### Your task
From the records below, copy each line that has the word "Debug" in it.

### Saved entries

##########

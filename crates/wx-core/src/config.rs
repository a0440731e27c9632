//! Station configuration
//!
//! The defaults reproduce the reference station: 0.5 mm per gauge tip, a
//! 10 ms gauge poll, a 4 s serve cycle and a 3.3 V / 10-bit ADC. A
//! `postcard`-encoded copy can live on the SD card to override them.

use alloc::vec::Vec;

use serde::{Deserialize, Serialize};

use crate::sensors::{AnalogChannels, AnalogConversion, MCP3008_CHANNELS};

/// Name of the optional configuration file on the SD card.
pub const CONFIG_FILE: &str = "STATION.CFG";

/// Credentials for the network the station joins.
#[derive(Debug, Default, Clone, Copy)]
pub struct InternetConfig<'a> {
    pub ssid: &'a str,
    pub password: &'a str,
}

#[derive(Serialize, Deserialize, Debug, Clone, Copy, PartialEq)]
pub struct StationConfig {
    /// Rainfall depth represented by one bucket tip
    pub mm_per_pulse: f32,
    pub rain_poll_interval_ms: u32,
    /// Pause after each served page; also the page's refresh period
    pub serve_interval_ms: u32,
    pub http_port: u16,
    pub join_attempts: u8,
    pub join_retry_interval_ms: u32,
    pub vref: f32,
    pub adc_resolution_bits: u8,
    pub temperature_offset: f32,
    pub temperature_scale: f32,
    pub temperature_channel: u8,
    pub humidity_channel: u8,
}

impl Default for StationConfig {
    fn default() -> Self {
        Self {
            mm_per_pulse: 0.5,
            rain_poll_interval_ms: 10,
            serve_interval_ms: 4000,
            http_port: 80,
            join_attempts: 10,
            join_retry_interval_ms: 1000,
            vref: 3.3,
            adc_resolution_bits: 10,
            temperature_offset: 0.5,
            temperature_scale: 100.0,
            temperature_channel: 1,
            humidity_channel: 0,
        }
    }
}

impl StationConfig {
    /// Page auto-refresh period in whole seconds, never below one.
    pub fn refresh_secs(&self) -> u32 {
        (self.serve_interval_ms / 1000).max(1)
    }

    pub fn analog(&self) -> AnalogConversion {
        AnalogConversion {
            vref: self.vref,
            resolution_bits: self.adc_resolution_bits,
            temperature_offset: self.temperature_offset,
            temperature_scale: self.temperature_scale,
        }
    }

    pub fn analog_channels(&self) -> AnalogChannels {
        AnalogChannels {
            temperature: self.temperature_channel,
            humidity: self.humidity_channel,
        }
    }

    pub fn to_bytes(&self) -> Result<Vec<u8>, postcard::Error> {
        postcard::to_allocvec(self)
    }

    /// Decodes a stored configuration, rejecting values the station cannot run with.
    pub fn from_bytes(bytes: &[u8]) -> Result<Self, postcard::Error> {
        let config: Self = postcard::from_bytes(bytes)?;
        if config.is_usable() {
            Ok(config)
        } else {
            Err(postcard::Error::SerdeDeCustom)
        }
    }

    fn is_usable(&self) -> bool {
        self.mm_per_pulse.is_finite()
            && self.mm_per_pulse > 0.0
            && self.rain_poll_interval_ms > 0
            && self.join_attempts > 0
            && (1..=16).contains(&self.adc_resolution_bits)
            && self.vref.is_finite()
            && self.vref > 0.0
            && self.temperature_channel < MCP3008_CHANNELS
            && self.humidity_channel < MCP3008_CHANNELS
    }
}

#[cfg(test)]
mod tests {
    use super::*;

    #[test]
    fn defaults_match_reference_station() {
        let config = StationConfig::default();
        assert_eq!(config.mm_per_pulse, 0.5);
        assert_eq!(config.rain_poll_interval_ms, 10);
        assert_eq!(config.serve_interval_ms, 4000);
        assert_eq!(config.refresh_secs(), 4);
        assert_eq!(config.http_port, 80);
        assert_eq!(config.join_attempts, 10);
    }

    #[test]
    fn stored_config_overrides_defaults() {
        let stored = StationConfig {
            mm_per_pulse: 0.2794,
            serve_interval_ms: 10_000,
            ..StationConfig::default()
        };

        let bytes = stored.to_bytes().unwrap();
        let loaded = StationConfig::from_bytes(&bytes).unwrap();

        assert_eq!(loaded, stored);
        assert_eq!(loaded.refresh_secs(), 10);
    }

    #[test]
    fn unusable_config_is_rejected() {
        let broken = StationConfig {
            mm_per_pulse: 0.0,
            ..StationConfig::default()
        };
        let bytes = broken.to_bytes().unwrap();
        assert!(StationConfig::from_bytes(&bytes).is_err());
        assert!(StationConfig::from_bytes(&[0xff]).is_err());
    }

    #[test]
    fn channels_beyond_the_adc_are_rejected() {
        let temperature = StationConfig {
            temperature_channel: 9,
            ..StationConfig::default()
        };
        let humidity = StationConfig {
            humidity_channel: MCP3008_CHANNELS,
            ..StationConfig::default()
        };
        let last_channel = StationConfig {
            humidity_channel: MCP3008_CHANNELS - 1,
            ..StationConfig::default()
        };

        assert!(StationConfig::from_bytes(&temperature.to_bytes().unwrap()).is_err());
        assert!(StationConfig::from_bytes(&humidity.to_bytes().unwrap()).is_err());
        assert_eq!(
            StationConfig::from_bytes(&last_channel.to_bytes().unwrap()).unwrap(),
            last_channel
        );
    }
}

##########

### Solved exercise
#[derive(Debug, Default, Clone, Copy)]
#[derive(Serialize, Deserialize, Debug, Clone, Copy, PartialEq)]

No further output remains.